Many years ago I thought I could sing two parts at once, it turned out that I was actually just garbling bits of both while hearing them in my head at the same time. I think that is what I may have been doing with a lot of stuff. Being into many things at once is really great for discovering connections between different disciplines, but it’s not very focused. If I have to concentrate on one (after I’ve fulfilled by immediate obligations), I think I’m going to try illustrating one of the children’s books I’ve been planning. Of all the things I’d be really bummed not to have done if I did end up dying as young as my mother and grandmother did, that’s probably one that would bug me most. Talented as I am at catching likenesses, my technique is not good enough to concentrate on portraits, but if I paint 6 hours a day for a few years, that will probably improve, and I can do that next. Or finish Subtle Pagans. We’ll see. I know I’m excellent at soothsaying, but inasmuch as that requires selling, worse, selling myself, that’s another thing I think I can put on hold. Also, most of the professional psychics I know got some sort of a “Sign” or calling that they were supposed to do that, and I haven’t gotten one.
I finished writing last week’s letter before I did the New Normal (my pod cast radio show) last week. It’s amazing how long ago it seems. (It really would be easier if it were a weekly show rather than every other week!) It was another near fiasco. When I signed in, the board wasn’t set up to have a show in that hour. I had to contact the producers (which was harder than it should have been), and get them to reset it for starting at 8:30, while my guest, Ellen Evert Hopman, was waited. I am beginning to feel that perhaps this “station” or whatever the podcast groups call themselves is really not good enough for me to deal with. I know I’m not a big-name professional, but there is some unnecessary crisis almost every week. I suspect that as one can’t really tell anything about a group from its website other than how good the website designer was, they may be a little wannabe “station” being run by a bunch of friends in their spare time- and they don’t have enough spare time. I’d hoped that this would give some exposure for my CTCW speakers, but maybe there aren’t that many people listening. Certainly the people on the “interactive chatroom” often don’t seem to give a damn about what my speakers are saying. Perhaps I should just put this down as a failed experiment.

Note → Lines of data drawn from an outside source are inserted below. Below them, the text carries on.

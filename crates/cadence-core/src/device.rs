// Copyright 2025 eraflo
//
// Licensed under the Apache License, Version 2.0 (the "License");
// you may not use this file except in compliance with the License.
// You may obtain a copy of the License at
//
//     http://www.apache.org/licenses/LICENSE-2.0
//
// Unless required by applicable law or agreed to in writing, software
// distributed under the License is distributed on an "AS IS" BASIS,
// WITHOUT WARRANTIES OR CONDITIONS OF ANY KIND, either express or implied.
// See the License for the specific language governing permissions and
// limitations under the License.

//! The [`GraphicsDevice`] contract and the descriptors used to create
//! resources through it.
//!
//! The device owns the queue, the fence timeline and every GPU object. The
//! scheduler never reaches past this trait: command buffers are created,
//! reset, closed and submitted through it, and the only way to learn that the
//! GPU is done with something is [`GraphicsDevice::completed_fence_value`].

use crate::command::CommandEncoder;
use crate::error::RenderError;
use crate::handle::{
    BufferId, CommandBufferId, DescriptorCategory, DescriptorHandle, GpuAddress, PipelineId,
    QuerySetId, TextureId,
};
use crate::state::ResourceState;
use bitflags::bitflags;
use std::borrow::Cow;
use std::fmt::Debug;

/// A point on the device's monotonically increasing fence timeline.
///
/// Zero is never signaled; it means "nothing to wait for".
pub type FenceValue = u64;

/// Where a buffer's memory lives.
#[derive(Debug, Clone, Copy, PartialEq, Eq, Hash)]
pub enum MemoryLocation {
    /// Device local memory, written through copies.
    DeviceLocal,
    /// CPU-writable, GPU-readable memory.
    Upload,
    /// GPU-writable, CPU-readable memory.
    Readback,
}

bitflags! {
    /// How a buffer is going to be used.
    #[derive(Debug, Clone, Copy, PartialEq, Eq, Hash)]
    pub struct BufferUsage: u32 {
        /// Vertex input.
        const VERTEX = 1 << 0;
        /// Index input.
        const INDEX = 1 << 1;
        /// Constant buffer views.
        const CONSTANT = 1 << 2;
        /// Copy source.
        const COPY_SRC = 1 << 3;
        /// Copy destination.
        const COPY_DST = 1 << 4;
        /// Destination of timestamp query resolves.
        const QUERY_RESOLVE = 1 << 5;
    }
}

bitflags! {
    /// How a texture is going to be used.
    #[derive(Debug, Clone, Copy, PartialEq, Eq, Hash)]
    pub struct TextureUsage: u32 {
        /// Color attachment.
        const RENDER_TARGET = 1 << 0;
        /// Depth attachment.
        const DEPTH_STENCIL = 1 << 1;
        /// Storage image.
        const UNORDERED_ACCESS = 1 << 2;
        /// Sampled image.
        const SHADER_RESOURCE = 1 << 3;
        /// Copy destination.
        const COPY_DST = 1 << 4;
    }
}

/// Texel formats used by the scheduler's own targets.
#[derive(Debug, Clone, Copy, PartialEq, Eq, Hash)]
pub enum TextureFormat {
    /// 8-bit normalized RGBA.
    Rgba8Unorm,
    /// 8-bit normalized BGRA, sRGB encoded. Typical back buffer format.
    Bgra8UnormSrgb,
    /// 16-bit float RGBA, used for HDR targets.
    Rgba16Float,
    /// 10-bit RGB with 2-bit alpha, used for packed normals.
    Rgb10A2Unorm,
    /// Single-channel 8-bit normalized, used for ambient occlusion.
    R8Unorm,
    /// 32-bit float depth.
    Depth32Float,
}

impl TextureFormat {
    /// Size of one texel in bytes.
    pub const fn bytes_per_texel(self) -> u32 {
        match self {
            TextureFormat::R8Unorm => 1,
            TextureFormat::Rgba16Float => 8,
            _ => 4,
        }
    }

    /// Whether this is a depth format.
    pub const fn is_depth(self) -> bool {
        matches!(self, TextureFormat::Depth32Float)
    }
}

/// Describes a buffer to create.
#[derive(Debug, Clone)]
pub struct BufferDescriptor<'a> {
    /// Debug label.
    pub label: Option<Cow<'a, str>>,
    /// Size in bytes.
    pub size: u64,
    /// Memory heap the buffer lives in.
    pub location: MemoryLocation,
    /// Intended usages.
    pub usage: BufferUsage,
}

/// Describes a 2D texture to create.
#[derive(Debug, Clone)]
pub struct TextureDescriptor<'a> {
    /// Debug label.
    pub label: Option<Cow<'a, str>>,
    /// Width in texels.
    pub width: u32,
    /// Height in texels.
    pub height: u32,
    /// Mip level count.
    pub mip_levels: u32,
    /// Texel format.
    pub format: TextureFormat,
    /// MSAA sample count; 1 for single-sampled.
    pub sample_count: u32,
    /// Intended usages.
    pub usage: TextureUsage,
    /// The state the texture is in right after creation.
    pub initial_state: ResourceState,
}

impl<'a> TextureDescriptor<'a> {
    /// A single-mip, single-sample texture description.
    pub fn new_2d(
        label: &'a str,
        width: u32,
        height: u32,
        format: TextureFormat,
        usage: TextureUsage,
        initial_state: ResourceState,
    ) -> Self {
        Self {
            label: Some(Cow::Borrowed(label)),
            width,
            height,
            mip_levels: 1,
            format,
            sample_count: 1,
            usage,
            initial_state,
        }
    }

    /// Returns this description with `samples` samples per texel.
    pub fn with_samples(mut self, samples: u32) -> Self {
        self.sample_count = samples;
        self
    }

    /// Size of the top mip in bytes.
    pub fn byte_size(&self) -> u64 {
        u64::from(self.width) * u64::from(self.height) * u64::from(self.format.bytes_per_texel())
    }
}

/// The kind of view written into a descriptor slot.
#[derive(Debug, Clone, Copy, PartialEq, Eq, Hash)]
pub enum ViewKind {
    /// Render target view.
    RenderTarget,
    /// Depth stencil view.
    DepthStencil,
    /// Shader resource view.
    ShaderResource,
    /// Unordered access view.
    UnorderedAccess,
}

impl ViewKind {
    /// The descriptor heap category this kind of view must be written into.
    pub const fn category(self) -> DescriptorCategory {
        match self {
            ViewKind::RenderTarget => DescriptorCategory::RenderTarget,
            ViewKind::DepthStencil => DescriptorCategory::DepthStencil,
            ViewKind::ShaderResource | ViewKind::UnorderedAccess => DescriptorCategory::CbvSrvUav,
        }
    }
}

/// The fixed-function shape of a pipeline.
#[derive(Debug, Clone, PartialEq, Eq)]
pub enum PipelineKind {
    /// Rasterization pipeline.
    Graphics {
        /// Formats of the bound color attachments, in slot order.
        color_formats: Vec<TextureFormat>,
        /// Format of the depth attachment, if any.
        depth_format: Option<TextureFormat>,
        /// Sample count of every attachment.
        sample_count: u32,
    },
    /// Compute pipeline.
    Compute,
}

/// Describes a pipeline state object to create.
#[derive(Debug, Clone, PartialEq, Eq)]
pub struct PipelineDescriptor<'a> {
    /// Debug label, also used to locate the shader.
    pub label: Cow<'a, str>,
    /// Pipeline shape.
    pub kind: PipelineKind,
}

/// An opaque handle to a descriptor heap.
#[derive(Debug, Clone, Copy, PartialEq, Eq, Hash)]
pub struct DescriptorHeapId(pub usize);

/// Addresses of a freshly created descriptor heap.
#[derive(Debug, Clone, Copy, PartialEq, Eq)]
pub struct DescriptorHeapInfo {
    /// The heap handle.
    pub id: DescriptorHeapId,
    /// CPU address of slot 0.
    pub cpu_base: u64,
    /// GPU address of slot 0, for shader-visible heaps.
    pub gpu_base: Option<u64>,
    /// Distance in bytes between consecutive slots.
    pub increment: u32,
}

/// A trait representing a logical graphics device and its single queue.
///
/// All methods take `&self`; implementations synchronize internally.
pub trait GraphicsDevice: Send + Sync + Debug + 'static {
    // ─── Descriptor heaps ──────────────────────────────────────────────

    /// Creates a descriptor heap with `capacity` slots of `category`.
    fn create_descriptor_heap(
        &self,
        category: DescriptorCategory,
        capacity: u32,
    ) -> Result<DescriptorHeapInfo, RenderError>;

    /// Destroys a descriptor heap and every slot in it.
    fn destroy_descriptor_heap(&self, id: DescriptorHeapId) -> Result<(), RenderError>;

    /// Writes a `kind` view of `texture` into the descriptor slot `target`.
    fn create_view(
        &self,
        texture: TextureId,
        kind: ViewKind,
        target: DescriptorHandle,
    ) -> Result<(), RenderError>;

    // ─── Buffers ──────────────────────────────────────────────────────

    /// Creates a buffer.
    fn create_buffer(&self, descriptor: &BufferDescriptor) -> Result<BufferId, RenderError>;

    /// Destroys a buffer.
    fn destroy_buffer(&self, id: BufferId) -> Result<(), RenderError>;

    /// Returns the GPU virtual address of the start of a buffer.
    fn buffer_gpu_address(&self, id: BufferId) -> Result<GpuAddress, RenderError>;

    /// Writes `data` into a CPU-visible buffer at `offset`.
    fn write_buffer(&self, id: BufferId, offset: u64, data: &[u8]) -> Result<(), RenderError>;

    /// Reads `out.len()` bytes from a CPU-visible buffer at `offset`.
    fn read_buffer(&self, id: BufferId, offset: u64, out: &mut [u8]) -> Result<(), RenderError>;

    // ─── Textures ─────────────────────────────────────────────────────

    /// Creates a texture.
    fn create_texture(&self, descriptor: &TextureDescriptor) -> Result<TextureId, RenderError>;

    /// Destroys a texture.
    fn destroy_texture(&self, id: TextureId) -> Result<(), RenderError>;

    // ─── Pipelines ───────────────────────────────────────────────────

    /// Compiles a pipeline state object.
    fn create_pipeline(&self, descriptor: &PipelineDescriptor) -> Result<PipelineId, RenderError>;

    /// Destroys a pipeline state object.
    fn destroy_pipeline(&self, id: PipelineId) -> Result<(), RenderError>;

    // ─── Queries ──────────────────────────────────────────────────────

    /// Creates a set of `count` timestamp queries.
    fn create_query_set(&self, count: u32) -> Result<QuerySetId, RenderError>;

    /// Destroys a query set.
    fn destroy_query_set(&self, id: QuerySetId) -> Result<(), RenderError>;

    /// Timestamp ticks per second on the queue.
    fn timestamp_frequency(&self) -> u64;

    // ─── Command buffers and submission ───────────────────────────────

    /// Creates a reusable command buffer.
    fn create_command_buffer(&self, label: &str) -> Result<CommandBufferId, RenderError>;

    /// Destroys a command buffer.
    fn destroy_command_buffer(&self, id: CommandBufferId) -> Result<(), RenderError>;

    /// Resets a command buffer and opens it for recording.
    ///
    /// # Errors
    ///
    /// Returns [`RenderError::SubmissionFailure`] if the buffer is already
    /// recording or its previous submission may still be executing.
    fn begin_command_buffer(
        &self,
        id: CommandBufferId,
    ) -> Result<Box<dyn CommandEncoder>, RenderError>;

    /// Submits closed command buffers to the queue, in order.
    fn submit(&self, command_buffers: &[CommandBufferId]) -> Result<(), RenderError>;

    // ─── Fence timeline ───────────────────────────────────────────────

    /// Enqueues a fence signal after all submitted work and returns its value.
    fn signal(&self) -> Result<FenceValue, RenderError>;

    /// The highest fence value the GPU has reached.
    fn completed_fence_value(&self) -> FenceValue;

    /// Blocks until the fence reaches `value`.
    ///
    /// # Errors
    ///
    /// Returns [`RenderError::DeviceLost`] if `value` was never signaled or the
    /// queue can no longer make progress.
    fn wait_for_fence(&self, value: FenceValue) -> Result<(), RenderError>;

    /// Blocks until every submitted command has completed.
    fn wait_idle(&self) -> Result<(), RenderError> {
        let value = self.signal()?;
        self.wait_for_fence(value)
    }
}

The big event this weekend was Saturday- I FINALLY got to do the Psychic party for the poor lady who got it on the NHPublic TV auction two or three years ago. Every time we scheduled it there was a blizzard, or a power outage, or a close relative would die…. It got kind of predictable. She was very apologetic and worried that I’d say it had been too long, but I got to feeling sorry for her. The last thing I wanted to do was add my annoyance to all the other misfortune heaped on her! Saturday however went off without a hitch. Ms. Leech lived over in Hudson, and I was there from 1 to 4:30, so she gave me a tip for staying late, which was nice- it covered the gas, so I wasn’t out of pocket. Her friends (who I think came from farther than I did), all seemed to be impressed, and made the usual noises about wanting to have me read for them again. As usual, I didn’t have any idea what I was reading about, but they seemed to understand perfectly, and as all the cards fit together, I was pretty secure that the readings were good. I’m glad it went well for her. I really was creeped out by the housing development where she lived. I think it was a condo complex, row houses grouped around a circle, with almost no lawns or space. The immediate result was that there really not enough room for 6 cars, four were on the “street”, in front of neighbors houses. I wonder what it must be like to live like that. I think it was even tighter than back in Malden when we were living in the triple-decker. Of course, I’ve never lived in an apartment house, so I don’t “get” that sort of life-style.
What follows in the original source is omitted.